Jesus is for everyoneroud:


----------



## Yasminec19 (Sep 16, 2015)

No thanks


----------



## Inveniet (Aug 21, 2009)

Most Awesome Flyer said:


> Jesus is for everyoneroud:


It is interesting that you choose to conflate Jesus with the ideals of the OP.
I won't go into the rabbithole of Jesus with you though.


----------



## Stray Parade (Oct 23, 2015)

I do wonder, is it most common for INFP's to either go the straight religious route or the Lennon route? "Imagine all the people..." so on and so forth. I've seen a mix of the two, though I suppose on a spectrum, I would be closer to the latter than to this song.


----------



## Highway Nights (Nov 26, 2014)

Not much sex, drugs, or rock and roll in that video, but I appreciate the thought.


----------



## marblecloud95 (Aug 12, 2015)




----------



## Krispie (Sep 18, 2015)

Most Awesome Flyer said:


> Jesus is for everyoneroud:


Jesus most probably never lived. Your religions are all lies.


----------



## MissAverage (Aug 7, 2014)

hornet said:


> You do know that Se/Ni and Ne/Si see the world completely different?
> Posting NF(P) religious ideals in the SP forum is sort of like casting pearls for swine.
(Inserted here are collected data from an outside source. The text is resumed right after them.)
//! Encryption handshake payload.
//!
//! When the runtime is started with `--set-credentials-encryption-key`, the
//! very first line on stdin is a JSON object of this shape, terminated by
//! `\n`, sent before any Content-Length framed traffic.

use serde::{Deserialize, Serialize};

/// The only handshake version the runtime accepts.
pub const ENCRYPTION_VERSION: &str = "1.0";
/// The only handshake mode the runtime accepts.
pub const ENCRYPTION_MODE_JWT: &str = "JWT";

#[derive(Debug, Clone, PartialEq, Eq, Serialize, Deserialize)]
pub struct EncryptionInitialization {
    #[serde(default)]
    pub version: String,
    #[serde(default)]
    pub mode: String,
    /// Base64-encoded 256-bit symmetric key.
    #[serde(default, skip_serializing_if = "Option::is_none")]
    pub key: Option<String>,
}
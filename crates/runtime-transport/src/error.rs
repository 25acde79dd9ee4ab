//! Transport and handshake error types.

use std::time::Duration;

use runtime_protocol::ResponseError;

#[derive(Debug, thiserror::Error)]
pub enum TransportError {
    #[error("I/O error: {0}")]
    Io(#[from] std::io::Error),

    #[error("Malformed message body: {0}")]
    Parse(#[source] serde_json::Error),

    #[error("Malformed header: {0}")]
    InvalidHeader(String),

    #[error("Connection closed")]
    Closed,

    #[error("Connection is already listening")]
    AlreadyListening,
}

impl From<TransportError> for ResponseError {
    fn from(err: TransportError) -> Self {
        ResponseError::request_failed(err.to_string())
    }
}

/// Failures while reading or validating the encryption handshake line.
#[derive(Debug, thiserror::Error)]
pub enum HandshakeError {
    #[error("Encryption details followed by newline must be sent during first {}ms", .0.as_millis())]
    Timeout(Duration),

    #[error("Input closed before encryption details were received")]
    Closed,

    #[error("I/O error while reading encryption details: {0}")]
    Io(#[from] std::io::Error),

    #[error("Invalid encryption details: {0}")]
    Parse(#[from] serde_json::Error),

    #[error("Unsupported initialization version: {0}")]
    UnsupportedVersion(String),

    #[error("Encryption key is missing")]
    MissingKey,

    #[error("Unsupported encoding mode: {0}")]
    UnsupportedMode(String),
}
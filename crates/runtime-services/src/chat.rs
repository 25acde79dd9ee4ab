//! Chat prompt relay.
//!
//! Servers register a handler for `aws/chat/sendChatPrompt`. When the session
//! is encrypted the prompt arrives as a JWE and the result leaves as one;
//! handlers always see plain [`ChatParams`] and return a plain [`ChatResult`].

use std::future::Future;
use std::sync::Arc;

use futures_util::future::BoxFuture;
use parking_lot::RwLock;
use runtime_protocol::chat::{ChatParams, ChatResult, EncryptedChatParams};
use runtime_protocol::{HandlerResult, Methods, ResponseError, parse_params};
use runtime_transport::Connection;
use serde_json::Value;
use tokio_util::sync::CancellationToken;
use tracing::{debug, warn};

use crate::encryption::{
    ALG_DIR, ENC_A256GCM, EncryptionKey, decrypt_claims, encrypt_object_with_key,
    is_message_jwe_encrypted,
};

pub type ChatHandler = Arc<
    dyn Fn(ChatParams, CancellationToken) -> BoxFuture<'static, Result<ChatResult, ResponseError>>
        + Send
        + Sync,
>;

const NOT_ENCRYPTED: &str = "The request was not encrypted correctly";

pub struct Chat {
    key: Option<Arc<EncryptionKey>>,
    prompt_handler: RwLock<Option<ChatHandler>>,
}

impl Chat {
    pub fn new(key: Option<Arc<EncryptionKey>>) -> Arc<Self> {
        Arc::new(Self {
            key,
            prompt_handler: RwLock::new(None),
        })
    }

    pub fn is_encrypted(&self) -> bool {
        self.key.is_some()
    }

    pub fn register(self: &Arc<Self>, connection: &Connection) {
        let chat = Arc::clone(self);
        connection.on_request(Methods::CHAT_PROMPT, move |params, token| {
            let chat = Arc::clone(&chat);
            async move { chat.handle_chat_prompt(params, token).await }
        });
    }

    /// Set the prompt handler. A later call replaces the earlier handler.
    pub fn on_chat_prompt<F, Fut>(&self, handler: F)
    where
        F: Fn(ChatParams, CancellationToken) -> Fut + Send + Sync + 'static,
        Fut: Future<Output = Result<ChatResult, ResponseError>> + Send + 'static,
    {
        let handler: ChatHandler = Arc::new(move |params, token| Box::pin(handler(params, token)));
        *self.prompt_handler.write() = Some(handler);
    }

    pub async fn handle_chat_prompt(&self, params: Option<Value>, token: CancellationToken) -> HandlerResult {
        let handler = self
            .prompt_handler
            .read()
            .clone()
            .ok_or_else(|| ResponseError::method_not_found(Methods::CHAT_PROMPT))?;

        let Some(key) = self.key.as_deref() else {
            let params: ChatParams = parse_params(params)?;
            let result = handler(params, token).await?;
            return serde_json::to_value(result).map_err(|e| ResponseError::internal(e.to_string()));
        };

        let encrypted: EncryptedChatParams =
            parse_params(params).map_err(|_| ResponseError::invalid_params(NOT_ENCRYPTED))?;
        if !is_message_jwe_encrypted(&encrypted.message, ALG_DIR, ENC_A256GCM) {
            warn!("Rejected chat prompt that is not a JWE");
            return Err(ResponseError::invalid_params(NOT_ENCRYPTED));
        }

        let params: ChatParams = decrypt_claims(&encrypted.message, key)?;
        debug!("Decrypted chat prompt for tab {}", params.tab_id);

        let result = handler(params, token).await?;
        Ok(Value::String(encrypt_object_with_key(&result, key)?))
    }
}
At least you realize who's the swine in this senerio


----------



## Inveniet (Aug 21, 2009)

MissAverage said:


> At least you realize who's the swine in this senerio


Yeah I'm just amazing.
Unfortunatly someone else failed to see the intention behind the message.
It's ok, everyone can't be as awesome as me.
Some have to be average.


----------



## MissAverage (Aug 7, 2014)

hornet said:


> Yeah I'm just amazing.
> Unfortunatly someone else failed to see the intention behind the message.
> It's ok, everyone can't be as awesome as me.
> Some have to be average.


I think youre wonderful too


----------